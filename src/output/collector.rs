//! Builder collecting run results into a `MergeSummary`.

use std::fs::File;

use super::types::{ClusteringSummary, InputSummary, MergeSummary, PassSummary};

/// Builder for the run summary
pub struct SummaryCollector {
    output: MergeSummary,
}

impl SummaryCollector {
    /// Create a new collector with version and timestamp
    pub fn new() -> Self {
        Self {
            output: MergeSummary {
                version: env!("CARGO_PKG_VERSION").to_string(),
                timestamp: crate::utils::time::utc_now_iso8601(),
                ..Default::default()
            },
        }
    }

    pub fn with_clustering(mut self, clustering: ClusteringSummary) -> Self {
        self.output.clustering = Some(clustering);
        self
    }

    pub fn with_input(mut self, input: InputSummary) -> Self {
        self.output.input = Some(input);
        self
    }

    pub fn add_pass(&mut self, pass: PassSummary) {
        self.output.passes.push(pass);
    }

    pub fn add_output(&mut self, path: &str) {
        self.output.outputs.push(path.to_string());
    }

    /// Build and return the final summary
    pub fn build(self) -> MergeSummary {
        self.output
    }

    /// Get a reference to the current summary (for inspection)
    pub fn output(&self) -> &MergeSummary {
        &self.output
    }

    /// Write the summary using the output prefix
    ///
    /// Creates "{prefix}.summary.json"
    pub fn write_to_prefix(&self, prefix: &str) -> std::io::Result<String> {
        let path = format!("{}.summary.json", prefix);
        self.output.write_json(&path)?;
        Ok(path)
    }
}

impl Default for SummaryCollector {
    fn default() -> Self {
        Self::new()
    }
}

/// Returns true if summaries are checked before being written.
///
/// Always true in debug builds. In release builds, true only if `CNVMERGE_VALIDATE_OUTPUT=1`.
pub fn should_validate() -> bool {
    if cfg!(debug_assertions) {
        true
    } else {
        std::env::var("CNVMERGE_VALIDATE_OUTPUT")
            .map(|v| v == "1" || v.eq_ignore_ascii_case("true"))
            .unwrap_or(false)
    }
}

impl MergeSummary {
    /// Write this summary to a JSON file
    pub fn write_json(&self, path: &str) -> std::io::Result<()> {
        if should_validate()
            && let Err(msg) = super::schema::validate_summary(self)
        {
            log::warn!("Summary validation failed for {}: {}", path, msg);
            if cfg!(debug_assertions) {
                return Err(std::io::Error::new(std::io::ErrorKind::InvalidData, msg));
            }
        }
        let file = File::create(path)?;
        serde_json::to_writer_pretty(file, self)
            .map_err(std::io::Error::other)
    }

    /// Load a summary from a JSON file
    pub fn load_json(path: &str) -> Result<Self, Box<dyn std::error::Error>> {
        let file = File::open(path)?;
        let output: Self = serde_json::from_reader(file)?;
        Ok(output)
    }

    /// Total merge groups over all passes
    pub fn total_loci(&self) -> u32 {
        self.passes.iter().map(|p| p.merged_loci).sum()
    }
}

******

→ **About this exercise**
If the string "Error" appears in a line of the entries, report the line.

→ **Solution for this task**
                return Err(std::io::Error::new(std::io::ErrorKind::InvalidData, msg));
            .map_err(std::io::Error::other)
    pub fn load_json(path: &str) -> Result<Self, Box<dyn std::error::Error>> {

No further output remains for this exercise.